Je fis, pour ma part, des efforts pour arrêter ma pensée sur le malheur effroyable, incalculable en ses suites, qui venait de foudroyer les pauvres dames Desblouze. Mais nos seize ans regimbaient contre toute idée de désespoir. Nous ne pouvions pas nous attrister profondément. Nous entendîmes jusqu'au soir, sans protester, les airs quasi victorieux que ne cessa d'entonner madame de Saint-Quenain qui voulait absolument avoir tout prophétisé dès le premier jour, qui, si on l'avait écoutée, etc., etc… Raoul était sans verve du moment que les événements ne tournaient pas contre Radegonde.
Le soir, pourtant, un malaise nous prit à l'idée de rentrer au Collège sans avoir salué nos malheureuses amies. Mais, comme nous montions, Raoul me fit observer:
—Qu'est-ce que nous allons dire, si elles se mettent à pleurer?
Alors nous allâmes, par le jardin, voir. Il faisait doux, elles étaient peut-être à la fenêtre, nous pourrions leur dire adieu sans être obligés de parler.
La soirée était délicieuse, les fenêtres au second étaient ouvertes. Nous ne vîmes personne à la barre d'appui, mais, en écoutant, il nous vint un bruit de sanglots qui nous fit fuir et nous laissa décontenancés et muets jusqu'à la porte du Collège.
*
* *
Par une rouerie du sort, vraiment assez maligne, nous qui oubliions si vite cette aventure, aussitôt loin de la rue du Gervis-Vert, nous fûmes privés de la sortie de juin parce qu'en pleine étude Raoul me lança un billet qu'il venait de recevoir de sa sœur et dans lequel elle s'empressait de l'informer que, malgré l'événement, il pouvait compter occuper dès la fin de juillet le petit appartement des Desblouze.
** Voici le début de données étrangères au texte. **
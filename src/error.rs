//! Error taxonomy for the recommendation engine.
//!
//! Only [`ValidationError`]s are meant to reach callers of
//! `get_recommendations`; storage failures are recovered inside the engine.
//! `record_interaction` is a write path and surfaces both kinds.

use crate::models::{Strategy, TrackId, UserId};
use thiserror::Error;

/// Malformed input, rejected before any computation happens.
#[derive(Debug, Error)]
pub enum ValidationError {
    #[error("strategy {0} requires a seed_track_id")]
    MissingSeedTrack(Strategy),

    #[error("strategy GENRE_BASED requires at least one seed genre id")]
    MissingSeedGenres,

    #[error("strategy ARTIST_BASED requires at least one seed artist id")]
    MissingSeedArtists,

    #[error("strategy {0} requires a user_id")]
    MissingUser(Strategy),

    #[error("limit must be between 1 and 100, got {0}")]
    LimitOutOfRange(usize),

    #[error("diversity_factor must be within [0, 1], got {0}")]
    DiversityOutOfRange(f64),

    #[error("min_interaction_score must be a non-negative number, got {0}")]
    InvalidMinScore(f64),

    #[error("listen_time must be a non-negative number, got {0}")]
    InvalidListenTime(f64),

    #[error("unknown strategy `{0}`")]
    UnknownStrategy(String),

    #[error("unknown interaction type `{0}`")]
    UnknownInteractionType(String),

    #[error("user {0} does not exist")]
    UnknownUser(UserId),

    #[error("track {0} does not exist")]
    UnknownTrack(TrackId),
}

#[derive(Debug, Error)]
pub enum RecommendError {
    #[error("invalid request: {0}")]
    Validation(#[from] ValidationError),

    #[error("storage failure: {0:#}")]
    Storage(#[from] anyhow::Error),
}

impl RecommendError {
    /// Whether the caller sent something malformed (a client error).
    #[must_use]
    pub fn is_validation(&self) -> bool {
        matches!(self, Self::Validation(_))
    }
}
Il y avait «des drames», écrivait-elle; la famille riche, de Paris, qui fournissait quelques subsides aux deux femmes et qui même s'était engagée à constituer à Armande une petite dot de vingt mille francs en cas de mariage, avait réédité, d'une façon même un peu vive, son opinion touchant le divorce et le mariage civil: «ces institutions étant faites pour qu'on en use» et pouvant parfaitement sauver «certaines détresses sans issue». Madame Desblouze, d'accord avec sa fille, avait simplement répondu que, si sa santé le lui permettait, toutes deux, avant l'automne prochain, seraient «établies couturières».
«C'est une bonne réponse, disait Radegonde, et le mot «couturières» doit joliment faire bisquer les parents qui, à Paris, mènent grand train… Mais, comme madame Desblouze et Armande sont résolues à mettre leur projet à exécution, nous ne pouvons pas, nous autres, tolérer dans la maison un établissement commercial: elles quitteront donc dès le mois prochain.»